Faz-me mesmo muito mal ao orgulho. Custa muito perceber que neste concreto único que vivo sou redundante. Considerar e assumir como verdadeira a hipótese de que os meus dramas pessoais são neste momento experimentados por uma outra pessoa que não conheço. E mais mal me faz ao orgulho aperceber-me que ambos somos redundâncias de tantos outros que antes de nós passaram pelo mesmo e de outros tantos que num futuro mais ou menos remoto também por isto passarão um dia. E assim, numa passagem, estes autocarros pulverizam num ápice toda esta impressão de autoconfiança e auto-suficiência com que o meu orgulho -próprio de quem sabe ter uma experiência pessoal e maravilha-se com a sua individualidade -me ilude.

Mas é um preço que julgo justo. Porque me faz um bem enorme ao ego. Percebo que nesta condição humana nunca estou sozinho e que é esta partilha involuntária que nos precipita irremediavelmente uns sobre os outros. Percebo que é por partilharmos tudo isto que no nosso íntimo nos conseguimos perceber e entender com uma profundidade brutal. Uma profundidade tão grande que por vezes basta a simplicidade de um silêncio cúmplice que mil palavras não sabem descrever. Que é nesta partilha involuntária que posso encontrar amparo e dar apoio àqueles me rodeiam. E isto, diante do meu orgulho, não tem valor.

Autocarros…

3 de janeiro de 2007

SIDERURGIA

Uma das coisas que mais me intriga é a nossa relação com a dor. É curioso ver a diversidade de respostas que induz nas pessoas. Os estudos ensinaram-me que a dor é um mecanismo de defesa fundamental. Se durante uma queimadura não nos doesse seguramente não afastaríamos a mão da chama e deixaríamos que se produzisse uma queimadura grave.
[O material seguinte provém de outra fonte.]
impl RelayActorHandle {
    /// Create a new `RelayActor` and return a handle to it.
    ///
    /// Pass `media` to have the relay terminate media through a media
    /// server; with `None` the relay only forwards signaling.
    #[must_use]
    pub fn new(
        relay_id: String,
        settings: RelaySettings,
        media: Option<Arc<dyn MediaServer>>,
        metrics: Arc<ActorMetrics>,
    ) -> Self {
        let (handle, _task_handle) = RelayActor::spawn(relay_id, settings, media, metrics);
        handle
    }

    /// Register a new connection.
    ///
    /// Returns the connection's ID and the receiver for events addressed to
    /// it. Fails with `Draining` once shutdown has begun.
    pub async fn connect(&self) -> Result<(ConnectionId, OutboundReceiver), RelayError> {
        let connection_id = ConnectionId::new();
        let (connection, outbound) = ConnectionHandle::channel(connection_id);

        let (tx, rx) = tokio::sync::oneshot::channel();
        self.sender
            .send(RelayMessage::Connect {
                connection,
                respond_to: tx,
            })
            .await
            .map_err(|e| RelayError::Internal(format!("channel send failed: {e}")))?;

        rx.await
            .map_err(|e| RelayError::Internal(format!("response receive failed: {e}")))??;

        Ok((connection_id, outbound))
    }

    /// Queue an inbound event. Results are delivered on the connection's
    /// outbound receiver.
    pub async fn dispatch(
        &self,
        connection_id: ConnectionId,
        event: ClientEvent,
    ) -> Result<(), RelayError> {
        self.send(RelayMessage::Event {
            connection_id,
            event,
        })
        .await
    }

    /// Decode and queue an inbound text frame.
    ///
    /// Undecodable frames are answered with an `error` event through the
    /// same mailbox, so they stay ordered with the connection's other events.
    pub async fn dispatch_frame(
        &self,
        connection_id: ConnectionId,
        text: &str,
    ) -> Result<(), RelayError> {
        match ClientEvent::from_json(text) {
            Ok(event) => self.dispatch(connection_id, event).await,
            Err(error) => {
                self.send(RelayMessage::Malformed {
                    connection_id,
                    error,
                })
                .await
            }
        }
    }

    /// Notify the relay that a connection is gone.
    pub async fn disconnect(&self, connection_id: ConnectionId) -> Result<(), RelayError> {
        self.send(RelayMessage::Disconnect { connection_id }).await
    }

    /// Get the current relay status.
    pub async fn get_status(&self) -> Result<RelayStatus, RelayError> {
        let (tx, rx) = tokio::sync::oneshot::channel();
        self.send(RelayMessage::GetStatus { respond_to: tx }).await?;

        rx.await
            .map_err(|e| RelayError::Internal(format!("response receive failed: {e}")))
    }

    /// Get a snapshot of one broadcast.
    pub async fn get_broadcast(
        &self,
        broadcast_id: BroadcastId,
    ) -> Result<BroadcastInfo, RelayError> {
        let (tx, rx) = tokio::sync::oneshot::channel();
        self.send(RelayMessage::GetBroadcast {
            broadcast_id,
            respond_to: tx,
        })
        .await?;

        rx.await
            .map_err(|e| RelayError::Internal(format!("response receive failed: {e}")))?
    }

    /// Initiate graceful shutdown.
    pub async fn shutdown(&self) -> Result<(), RelayError> {
        let (tx, rx) = tokio::sync::oneshot::channel();
        self.send(RelayMessage::Shutdown { respond_to: tx }).await?;

        rx.await
            .map_err(|e| RelayError::Internal(format!("response receive failed: {e}")))?
    }

    /// Cancel the actor (for immediate shutdown).
    pub fn cancel(&self) {
        self.cancel_token.cancel();
    }

    /// Check if the actor is cancelled.
    #[must_use]
    pub fn is_cancelled(&self) -> bool {
        self.cancel_token.is_cancelled()
    }

    /// Get a child token for tasks that should stop with the relay.
    #[must_use]
    pub fn child_token(&self) -> CancellationToken {
        self.cancel_token.child_token()
    }

    async fn send(&self, message: RelayMessage) -> Result<(), RelayError> {
        self.sender
            .send(message)
            .await
            .map_err(|e| RelayError::Internal(format!("channel send failed: {e}")))
    }
}
//! Broadcast Relay Service Library
//!
//! Signaling relay for one-to-many audio/video broadcasts. A broadcaster
//! opens a broadcast with an offer; viewers join it and the relay ferries
//! offers, answers and connectivity candidates between the right parties.
//! Media itself never passes through this crate: it is either peer-to-peer
//! (signaling-only mode) or terminated by an external media server reached
//! through the [`media`] traits.
//!
//! # Architecture
//!
//! ```text
//! transport (one task per WebSocket)
//! └── RelayActorHandle ──mpsc──> RelayActor (singleton)
//!                                 ├── SessionRegistry   broadcast id -> session
//!                                 ├── ConnectionRouter  connection -> membership
//!                                 ├── ConnectionHandle  per connection outbound queue
//!                                 └── negotiation tasks (media mode only)
//! ```
//!
//! # Modules
//!
//! - [`actors`] - Relay actor (event dispatcher), connection handles, mailbox metrics
//! - [`registry`] - Session Registry
//! - [`router`] - Connection Router
//! - [`signaling`] - JSON wire protocol
//! - [`media`] - Media server collaborator traits and negotiation pipelines
//! - [`transport`] - WebSocket signaling endpoint
//! - [`config`] - Service configuration from environment
//! - [`errors`] - Error types with client-facing error codes
//! - [`observability`] - Health probes and Prometheus metrics

pub mod actors;
pub mod config;
pub mod errors;
pub mod media;
pub mod observability;
pub mod registry;
pub mod router;
pub mod signaling;
pub mod transport;
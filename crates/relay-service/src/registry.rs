//! Session Registry.
//!
//! Maps each broadcast ID to its [`Session`]. The registry is owned by the
//! relay actor and mutated only through the operations below; callers get
//! read-only views of sessions and never touch their internals.
//!
//! # Reservations
//!
//! When the relay owns media, a session or viewer is first *reserved* with an
//! attempt number before negotiation starts, then *confirmed* or *rolled back*
//! when negotiation completes. A completion whose attempt no longer matches
//! (the broadcast was stopped, the viewer left, or the connection dropped in
//! the meantime) is stale: its resources are released and nothing else
//! changes.
//!
//! # Media ownership
//!
//! Media resources are owned by the session. The registry releases them
//! exactly once: when the session is destroyed (pipeline), when a viewer is
//! removed (viewer endpoint), or when a stale confirmation is refused.

use crate::errors::RelayError;
use crate::media::negotiation::{spawn_add_candidate, spawn_release_endpoint, spawn_release_pipeline};
use crate::media::{MediaEndpoint, MediaResources};
use crate::signaling::IceCandidate;

use chrono::{DateTime, Utc};
use common::types::{BroadcastId, ConnectionId};
use std::collections::{HashMap, HashSet};
use std::sync::Arc;
use tracing::debug;

/// Session lifecycle state.
#[derive(Debug, Clone, Copy, PartialEq, Eq)]
pub enum SessionState {
    /// Reserved while the broadcaster's media is being negotiated.
    Pending { attempt: u64 },
    /// Live and joinable.
    Active,
}

/// A viewer whose media negotiation is in flight.
#[derive(Debug)]
struct PendingViewer {
    attempt: u64,
    candidates: Vec<IceCandidate>,
}

/// One broadcast's membership and resources.
pub struct Session {
    broadcast_id: BroadcastId,
    broadcaster: ConnectionId,
    state: SessionState,
    viewers: HashSet<ConnectionId>,
    pending_viewers: HashMap<ConnectionId, PendingViewer>,
    pending_offer: Option<String>,
    media: Option<MediaResources>,
    viewer_endpoints: HashMap<ConnectionId, Arc<dyn MediaEndpoint>>,
    buffered_candidates: Vec<IceCandidate>,
    created_at: DateTime<Utc>,
}

impl Session {
    fn new(
        broadcast_id: BroadcastId,
        broadcaster: ConnectionId,
        state: SessionState,
        pending_offer: Option<String>,
    ) -> Self {
        Self {
            broadcast_id,
            broadcaster,
            state,
            viewers: HashSet::new(),
            pending_viewers: HashMap::new(),
            pending_offer,
            media: None,
            viewer_endpoints: HashMap::new(),
            buffered_candidates: Vec::new(),
            created_at: Utc::now(),
        }
    }

    /// Broadcast ID.
    #[must_use]
    pub fn broadcast_id(&self) -> &BroadcastId {
        &self.broadcast_id
    }

    /// Connection that owns the broadcast.
    #[must_use]
    pub fn broadcaster(&self) -> ConnectionId {
        self.broadcaster
    }

    /// Lifecycle state.
    #[must_use]
    pub fn state(&self) -> SessionState {
        self.state
    }

    /// Whether the broadcaster's negotiation is still in flight.
    #[must_use]
    pub fn is_pending(&self) -> bool {
        matches!(self.state, SessionState::Pending { .. })
    }

    /// Whether `connection` is a confirmed viewer.
    #[must_use]
    pub fn has_viewer(&self, connection: &ConnectionId) -> bool {
        self.viewers.contains(connection)
    }

    /// Confirmed viewers.
    pub fn viewers(&self) -> impl Iterator<Item = &ConnectionId> {
        self.viewers.iter()
    }

    /// Number of confirmed viewers.
    #[must_use]
    pub fn viewer_count(&self) -> usize {
        self.viewers.len()
    }

    /// Number of viewers still negotiating.
    #[must_use]
    pub fn pending_viewer_count(&self) -> usize {
        self.pending_viewers.len()
    }

    /// The broadcaster's stored offer (signaling-only relays).
    #[must_use]
    pub fn pending_offer(&self) -> Option<&str> {
        self.pending_offer.as_deref()
    }

    /// Media resources, once the broadcaster's negotiation is confirmed.
    #[must_use]
    pub fn media(&self) -> Option<&MediaResources> {
        self.media.as_ref()
    }

    /// When the session was created.
    #[must_use]
    pub fn created_at(&self) -> DateTime<Utc> {
        self.created_at
    }

    /// Broadcaster plus confirmed viewers.
    #[must_use]
    pub fn members(&self) -> Vec<ConnectionId> {
        std::iter::once(self.broadcaster)
            .chain(self.viewers.iter().copied())
            .collect()
    }

    /// Everyone to tell when the broadcast ends: confirmed and pending viewers.
    fn audience(&self) -> Vec<ConnectionId> {
        self.viewers
            .iter()
            .chain(self.pending_viewers.keys())
            .copied()
            .collect()
    }

    fn is_attempt(&self, attempt: u64) -> bool {
        self.state == SessionState::Pending { attempt }
    }

    fn is_member(&self, connection: &ConnectionId) -> bool {
        self.broadcaster == *connection
            || self.viewers.contains(connection)
            || self.pending_viewers.contains_key(connection)
    }

    /// Release everything this session owns.
    fn release_media(&mut self) {
        // Releasing the pipeline tears down every endpoint created on it
        self.viewer_endpoints.clear();
        if let Some(media) = self.media.take() {
            spawn_release_pipeline(media.pipeline);
        }
    }
}

impl std::fmt::Debug for Session {
    fn fmt(&self, f: &mut std::fmt::Formatter<'_>) -> std::fmt::Result {
        f.debug_struct("Session")
            .field("broadcast_id", &self.broadcast_id)
            .field("broadcaster", &self.broadcaster)
            .field("state", &self.state)
            .field("viewers", &self.viewers.len())
            .field("pending_viewers", &self.pending_viewers.len())
            .field("media", &self.media)
            .finish_non_exhaustive()
    }
}

/// What remains of a destroyed session: who needs to be told and whose
/// router entries to clear.
#[derive(Debug, Clone, PartialEq, Eq)]
pub struct EndedSession {
    pub broadcast_id: BroadcastId,
    pub broadcaster: ConnectionId,
    /// Confirmed and pending viewers at the moment of destruction.
    pub audience: Vec<ConnectionId>,
}

/// Where a client candidate went.
#[derive(Debug, Clone, Copy, PartialEq, Eq)]
pub enum CandidateRoute {
    /// Handed to the sender's endpoint.
    Delivered,
    /// Held until the sender's negotiation is confirmed.
    Buffered,
}

/// Broadcast ID -> session map.
#[derive(Debug, Default)]
pub struct SessionRegistry {
    sessions: HashMap<BroadcastId, Session>,
}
Não deixa no entanto de ser uma sensação muito desagradável. Nestes tempos tenho sido contrariado em quase todas as minhas expectativas e desejos. E dói… Sem ser masoquista e esperando sinceramente que tudo isto acabe depressa, ainda bem que é assim!

As vezes, quando estou mergulhado na felicidade, é-me muito difícil aperceber-me do real valor, da beleza e da sorte que tenho na minha vida. Já quando mergulho na escuridão do abismo a cegueira forçada desperta-me a consciência. Os contrastes fazem com que o choque seja brutal. Apercebo-me depressa que aquele não é o meu meio. Sentindo a dor que me aperta, revisito e experimento -numa fracção ínfima -as vidas dos mais desprotegidos e surge uma profunda repulsa diante do mal que me inquieta e desinstala. Encarna-se na minha vida o aforismo popular que postula “não faças aos outros aquilo que não queres que te façam a ti” e nasce uma adesão sincera à benignidade.

Gosto muito dos momentos em que a vida me molda gentilmente como o oleiro molda o seu barro. Contudo percebo e aceito que por vezes -para crescer -o meu coração tenha de mergulhar nas caldeiras de uma siderurgia infernal. Percebo e aceito que para tomar forma tenha de ser levado ao seu ponto de fusão e rotura e martelado com batidas repetidas, violentas e muito dolorosas.

Por agora não percebo onde sou levado… Mas tenho a perfeita noção que estou a ser moldado e, nem que seja só por isso, no meio da turbulência, não posso deixar de sorrir!